О планах заговорщиков в отношении Унгерна свидетельствует один из вдохновителей мятежа, врач Рябухин: «Попытаться застрелить барона, убив также Бурдуковского, ординарцев-экзекуторов и тех людей из комендантской команды, кто был наиболее предан Унгерну. Это следовало сопроводить обстрелом лагеря комендантской команды из пушек, что должны были сделать наши артиллерийские офицеры. Мы планировали арестовать старого полковника Дмитриева, если он воспротивится заговорщикам». Подчеркнем, что все это происходило фактически под носом у красных, которые «сидели на хвосте» унгерновской бригады. Отнюдь не о войне с большевиками думали замыслившие убийство своего командира офицеры (хотя те из них, кому посчастливилось остаться в живых, в своих эмигрантских сочинениях и воспоминаниях настойчиво выставляли себя убежденными «врагами большевиков» и всячески подчеркивали собственные «выдающиеся заслуги» перед Белым движением), а о том, как ценой предательства спасти собственную шкуру. В ночь с 18 на 19 августа была обстреляна палатка Унгерна, стоявшая в лагере на особицу. Один из участников событий вспоминал, что в палатку даже бросили две гранаты. Однако заговорщики настолько трусили, что не смогли попасть в барона. Ни пули, ни осколки Унгерна не задели. Через некоторое время издали донесся знакомый высокий и резкий фальцет барона. Практически все свидетели этой страшной ночи вспоминали, что голос Унгерна произвел на всех отрезвляющее впечатление, стрельба, шедшая по всему лагерю, прекратилась. «Все замерли, — вспоминал М. Г. Торновский, — каждый в тот момент подумал в магическом зачаровании: «Барон, вот пойдет-то расправа!» Таково было первое впечатление от неожиданного появления Унгерна. Командующий попытался восстановить порядок, организовать собравшиеся к выступлению части. Унгерн скакал вдоль лагеря на своей серой кобыле Машке. Возле артиллерийского дивизиона заметил полковника Дмитриева и осадил лошадь. «Ты куда собрался бежать? Испугался того, что несколько дураков обстреляло мою палатку? Поворачивай назад! Не в Маньчжурию ли тебе захотелось?» И пушки, уже вывернувшие на дорогу, по воспоминаниям очевидца, стали послушно загибать в сторону своей бивачной стоянки.
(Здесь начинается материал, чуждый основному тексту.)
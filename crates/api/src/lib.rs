//! Cartwright API library.
//!
//! The inventory-aware cart and order engine plus its JSON routes, exposed as
//! a library so the binary, the CLI, and the integration tests share one
//! implementation.
//!
//! # Layers
//!
//! - [`routes`] - axum handlers and the router
//! - [`services`] - cart, checkout, stock ledger, catalog cache
//! - [`db`] - storage seam with `PostgreSQL` and in-memory stores
//! - [`models`] - domain records

#![cfg_attr(not(test), forbid(unsafe_code))]

pub mod config;
pub mod db;
pub mod error;
pub mod middleware;
pub mod models;
pub mod routes;
pub mod services;
pub mod state;
//! Shipping details supplied by the address resolver.

use serde::{Deserialize, Serialize};

/// Shipping and contact fields copied onto an order when it is created.
#[derive(Debug, Clone, PartialEq, Eq, Serialize, Deserialize)]
pub struct ShippingDetails {
    pub first_name: String,
    pub last_name: String,
    pub street_address: String,
    pub city: String,
    pub state: String,
    pub country: String,
    pub zip_code: String,
    pub email: String,
}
Однако те, на кого мог бы положиться барон, были убиты во время первоначальной суматохи. Погиб известный Бурдуковский, о смерти которого никто не сожалел, погибли ординарец Унгерна прапорщик Перлин, вахмистр Бушмакин, командир японской сотни капитан Белов. H.H. Князев писал о гибели верных Унгерну офицеров: «Если Бурдуковский и К поплатились за свое усердие в исполнении смертных приговоров, то убийство Белова не может быть оправдано никакими доводами. Белов, державшийся с большим достоинством, боевой офицер… виновен лишь в том, что к нему, как образцовому офицеру, барон начал за последнее время посылать офицеров на исправление». В данном случае Князев недоговаривает: Белов был «виновен» перед заговорщиками в том, что оставался верным воинской присяге и своему командующему, т. е. среди десятков так называемых офицеров он повел себя как настоящий белый воин и русский офицер.